Nursing students and newly qualified nurses met with MSPs and senior nurse leaders in Edinburgh to discuss the action that’s needed to ensure all nursing students can complete their studies without falling into financial hardship.
RCN members explained the financial concerns they and their fellow students are experiencing and the serious impact these are having on their mental and physical wellbeing and academic studies. Numerous stories of students considering leaving their studies due to financial pressures struck a chord with attendees and hit home the seriousness of these issues.
The roundtable meeting came as UCAS statistics show a 14% drop in acceptances onto nursing programmes in Scotland compared to this point last year – the number of accepted applicants to nursing courses at this point in the acceptance cycle is the lowest in the last 5 years. This follows a drop in the number of acceptance onto nursing courses in Autumn 2022 resulting in nearly 600 fewer nursing students beginning degrees than the commissioned intake number.
Meanwhile NHS workforce statistics published this week show that the recruitment crisis in nursing is not improving with over 4,000 registered nurse posts vacant in the NHS alone.
At the roundtable meeting, RCN members shared their insight and experience and discussed the action that is needed to better support nursing students. Scotland’s Chief Nursing Officer and MSPs from Labour, the Conservatives and SNP joined the session chaired by RCN Scotland Director Colin Poolman.

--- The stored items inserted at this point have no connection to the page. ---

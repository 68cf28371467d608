//! # Session Builder
//!
//! Turns an address plus a `TransactionConfig` into a `TransactionSession`:
//! resolves the credential through the wallet, parses the gas price and
//! interprets the nonce override.

use shared_types::Address;
use std::sync::Arc;
use tracing::debug;

use crate::domain::{TransactionConfig, TransactionSession};
use crate::errors::SessionError;
use crate::ports::WalletProvider;

/// Builds signing contexts through a wallet collaborator.
pub struct SessionBuilder<W: WalletProvider> {
    wallet: Arc<W>,
}

impl<W: WalletProvider> Clone for SessionBuilder<W> {
    fn clone(&self) -> Self {
        Self {
            wallet: Arc::clone(&self.wallet),
        }
    }
}

impl<W: WalletProvider> SessionBuilder<W> {
    /// Create a builder over a wallet.
    pub fn new(wallet: Arc<W>) -> Self {
        Self { wallet }
    }

    /// Build a session signing as `address` against `target`.
    ///
    /// Configuration is validated before the wallet is asked for anything.
    pub async fn build(
        &self,
        address: Address,
        target: Address,
        config: &TransactionConfig,
    ) -> Result<TransactionSession, SessionError> {
        let gas_price = config.gas_price_wei()?;
        let nonce = config.nonce_override()?;

        let credential = self.wallet.resolve(address, &config.passphrase).await?;
        debug!(
            from = %address,
            to = %target,
            chain_id = config.chain_id,
            ?nonce,
            "Built transaction session"
        );

        Ok(TransactionSession::new(
            credential,
            target,
            config.chain_id,
            gas_price,
            nonce,
        ))
    }
}

// =============================================================================
// TESTS
// =============================================================================

#[cfg(test)]
mod tests {
    use super::*;
    use crate::adapters::InMemoryWallet;
    use crate::domain::NonceOverride;
    use shared_types::U256;

    const ACCOUNT: Address = Address::new([7; 20]);
    const TARGET: Address = Address::new([8; 20]);

    fn builder() -> SessionBuilder<InMemoryWallet> {
        let wallet = InMemoryWallet::new();
        wallet.add_account(ACCOUNT, "pw");
        SessionBuilder::new(Arc::new(wallet))
    }

    #[tokio::test]
    async fn test_build_with_defaults() {
        let config = TransactionConfig::with_passphrase("pw");
        let session = builder().build(ACCOUNT, TARGET, &config).await.unwrap();

        assert_eq!(session.from(), ACCOUNT);
        assert_eq!(session.target(), TARGET);
        assert_eq!(session.chain_id(), 1);
        assert_eq!(session.gas_price(), U256::from(4_000_000_000u64));
        assert_eq!(session.nonce(), NonceOverride::Network);
        assert!(session.value().is_zero());
    }

    #[tokio::test]
    async fn test_build_with_overrides() {
        let config = TransactionConfig {
            gas_price: "20 shannon".to_string(),
            nonce: 5,
            chain_id: 3,
            ..TransactionConfig::with_passphrase("pw")
        };
        let session = builder().build(ACCOUNT, TARGET, &config).await.unwrap();
        assert_eq!(session.gas_price(), U256::from(20_000_000_000u64));
        assert_eq!(session.nonce(), NonceOverride::Fixed(5));
        assert_eq!(session.chain_id(), 3);
    }

    #[tokio::test]
    async fn test_invalid_gas_price() {
        let config = TransactionConfig {
            gas_price: "lots".to_string(),
            ..TransactionConfig::with_passphrase("pw")
        };
        let err = builder().build(ACCOUNT, TARGET, &config).await.unwrap_err();
        assert!(matches!(err, SessionError::InvalidGasPrice { .. }));
    }

    #[tokio::test]
    async fn test_invalid_nonce() {
        let config = TransactionConfig {
            nonce: -5,
            ..TransactionConfig::with_passphrase("pw")
        };
        let err = builder().build(ACCOUNT, TARGET, &config).await.unwrap_err();
        assert_eq!(err, SessionError::InvalidNonce(-5));
    }

    #[tokio::test]
    async fn test_credential_unavailable() {
        let config = TransactionConfig::with_passphrase("wrong");
        let err = builder().build(ACCOUNT, TARGET, &config).await.unwrap_err();
        assert!(matches!(err, SessionError::CredentialUnavailable { .. }));
    }
}
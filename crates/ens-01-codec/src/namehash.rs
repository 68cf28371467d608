//! # Name Identifiers
//!
//! Namehash and label hash derivation for dotted names.
//!
//! ```text
//! namehash("")      = 0x00..00
//! namehash(l.rest)  = keccak256(namehash(rest) ++ keccak256(l))
//! ```

use std::fmt;

use sha3::{Digest, Keccak256};
use shared_types::Hash;

use crate::errors::CodecError;

/// Keccak-256 of arbitrary bytes.
#[must_use]
pub fn keccak256(data: impl AsRef<[u8]>) -> Hash {
    Hash::new(Keccak256::digest(data.as_ref()).into())
}

/// Hash of a single label. This is the key the auction registrar uses.
#[must_use]
pub fn label_hash(label: &str) -> Hash {
    keccak256(label.as_bytes())
}

/// Namehash of a dotted name. The empty string is the root.
#[must_use]
pub fn namehash(name: &str) -> Hash {
    if name.is_empty() {
        return Hash::ZERO;
    }
    name.rsplit('.').fold(Hash::ZERO, |node, label| {
        let mut hasher = Keccak256::new();
        hasher.update(node.as_bytes());
        hasher.update(label_hash(label).as_bytes());
        Hash::new(hasher.finalize().into())
    })
}

/// A validated, lowercased dotted name with its derived identifier.
#[derive(Clone, PartialEq, Eq, Hash)]
pub struct Name {
    text: String,
    node: Hash,
}

impl Name {
    /// Parse and normalise a name.
    ///
    /// # Errors
    ///
    /// Fails with `InvalidName` on empty input, empty labels (leading,
    /// trailing or doubled separators) or embedded whitespace.
    pub fn parse(input: &str) -> Result<Self, CodecError> {
        let text = input.trim().to_lowercase();
        if text.is_empty() {
            return Err(CodecError::name(input, "empty"));
        }
        if text.split('.').any(str::is_empty) {
            return Err(CodecError::name(input, "empty label"));
        }
        if text.chars().any(char::is_whitespace) {
            return Err(CodecError::name(input, "whitespace in name"));
        }
        let node = namehash(&text);
        Ok(Self { text, node })
    }

    /// Normalised text form.
    #[must_use]
    pub fn as_str(&self) -> &str {
        &self.text
    }

    /// Namehash of the full name (registry / resolver key).
    #[must_use]
    pub fn node(&self) -> Hash {
        self.node
    }

    /// Labels from left to right.
    pub fn labels(&self) -> impl Iterator<Item = &str> {
        self.text.split('.')
    }

    /// Number of separators in the name.
    #[must_use]
    pub fn separator_count(&self) -> usize {
        self.text.matches('.').count()
    }

    /// Left-most label ("enstest" for "enstest.eth").
    #[must_use]
    pub fn first_label(&self) -> &str {
        self.text.split('.').next().unwrap_or_default()
    }

    /// Hash of the left-most label.
    #[must_use]
    pub fn label_hash(&self) -> Hash {
        label_hash(self.first_label())
    }

    /// Right-most label ("eth" for "enstest.eth").
    #[must_use]
    pub fn top_level(&self) -> &str {
        self.text.rsplit('.').next().unwrap_or_default()
    }

    /// Namehash of the top-level domain, whose owner is the registrar.
    #[must_use]
    pub fn top_level_node(&self) -> Hash {
        namehash(self.top_level())
    }
}

impl fmt::Debug for Name {
    fn fmt(&self, f: &mut fmt::Formatter<'_>) -> fmt::Result {
        write!(f, "Name({})", self.text)
    }
}

impl fmt::Display for Name {
    fn fmt(&self, f: &mut fmt::Formatter<'_>) -> fmt::Result {
        f.write_str(&self.text)
    }
}

// =============================================================================
// TESTS
// =============================================================================

#[cfg(test)]
mod tests {
    use super::*;
    use rand::distributions::Alphanumeric;
    use rand::{Rng, SeedableRng};
    use std::collections::HashSet;

    fn hex32(s: &str) -> Hash {
        s.parse().unwrap()
    }

    #[test]
    fn test_namehash_known_vectors() {
        assert_eq!(namehash(""), Hash::ZERO);
        assert_eq!(
            namehash("eth"),
            hex32("0x93cdeb708b7545dc668eb9280176169d1c33cfd8ed6f04690a0bcc88a93fc4ae")
        );
        assert_eq!(
            namehash("foo.eth"),
            hex32("0xde9b09fd7c5f901e23a3f19fecc54828e9c848539801e86591bd9801b019f84f")
        );
    }

    #[test]
    fn test_label_hash_known_vector() {
        assert_eq!(
            label_hash("eth"),
            hex32("0x4f5b812789fc606be1b3b16908db13fc7a9adf7ca72641f84d75b47069d3d7f0")
        );
    }

    #[test]
    fn test_name_parts() {
        let name = Name::parse("EnsTest.eth").unwrap();
        assert_eq!(name.as_str(), "enstest.eth");
        assert_eq!(name.first_label(), "enstest");
        assert_eq!(name.top_level(), "eth");
        assert_eq!(name.separator_count(), 1);
        assert_eq!(name.labels().count(), 2);
        assert_eq!(name.label_hash(), label_hash("enstest"));
        assert_eq!(name.top_level_node(), namehash("eth"));
        assert_eq!(name.node(), namehash("enstest.eth"));
    }

    #[test]
    fn test_name_rejects_malformed() {
        for input in ["", "  ", ".eth", "foo..eth", "foo.", "foo bar.eth"] {
            assert!(Name::parse(input).is_err(), "{input:?} should be rejected");
        }
    }

    #[test]
    fn test_namehash_deterministic() {
        let a = Name::parse("enstest.eth").unwrap();
        let b = Name::parse("enstest.eth").unwrap();
        assert_eq!(a.node(), b.node());
        assert_eq!(a, b);
    }

    #[test]
    fn test_namehash_distinct_for_random_labels() {
        let mut rng = rand::rngs::StdRng::seed_from_u64(7);
        let mut labels = HashSet::new();
        while labels.len() < 2_000 {
            let len = rng.gen_range(1..16);
            let label: String = (&mut rng)
                .sample_iter(&Alphanumeric)
                .take(len)
                .map(|c| char::from(c).to_ascii_lowercase())
                .collect();
            labels.insert(label);
        }

        let hashes: HashSet<Hash> = labels
            .iter()
            .map(|l| namehash(&format!("{l}.eth")))
            .collect();
        assert_eq!(hashes.len(), labels.len());
    }
}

The roundtable event follows the publication of the RCN Scotland report Nursing Student Finance, the true costs of becoming a nurse. Based on a survey of over 1,000 nursing students from across Scotland, the report contained stark findings:
99% of respondents said their finances cause them some level of concern
74% said this was having a high or very high impact on their mental health, and 48% on their physical health
58% said this was having a high or very high impact on their academic performance
66% have considered dropping out of their course due to financial concerns
RCN Scotland is calling for Scottish government to boost the financial package for nursing students and establish a regular review of the level of support to make sure it rises in line with the cost of living. The trade union and professional body is also calling for a new clinical placement expenses process that enables students to claim during placements, improves access to advance payments, ensures prompt reimbursement and removes current barriers that may result in students falling into financial hardship. Health boards should also streamline the process for students to register with their local staff bank so they can supplement their bursary more effectively.
Lou Hyett-Collins, a student at the University of the Highlands and Islands and one of Scotland’s members on the RCN Student Committee, said: “The nursing student voice came through loud and clear at today’s meeting with many powerful stories shared. So many of us are struggling and the level of hardship being experienced, if it continues without significant action from the Scottish government, is a threat to the current and future nursing workforce. Applications to nursing courses have dropped alarmingly so that not all places on university courses were filled last year and acceptances onto courses this year are at their lowest level for five years. A fair financial package has never been more important to encourage more people to study nursing.”
Chloe Jackson, a recent graduate of Robert Gordon University in Aberdeen and Scotland’s other member on the RCN’s Student Committee, said: “Nursing is not like other degrees. Many nursing students must work to supplement their income on top of a demanding academic timetable. Working long hours on top of completing clinical placements and studying can lead to burn out before students even start their nursing career. Many nursing students are older and have existing financial commitments, children or other dependents, and many are responsible for providing more than half or all of their household’s financial income while studying. We need more financial support to prevent so many falling into hardship and burn out.”
Sam Moffat, a student at Dundee University and member of RCN Council, said: “The recruitment crisis in nursing is not improving and this week new figures show there are over 4,000 registered nurse vacancies in the NHS alone, with severe shortages also impacting Scotland’s social care services. Today’s meeting was a valuable opportunity for RCN members to come together and tell politicians what is needed to properly invest in the education of new nurses, attract more people into nursing and retain students throughout their education.”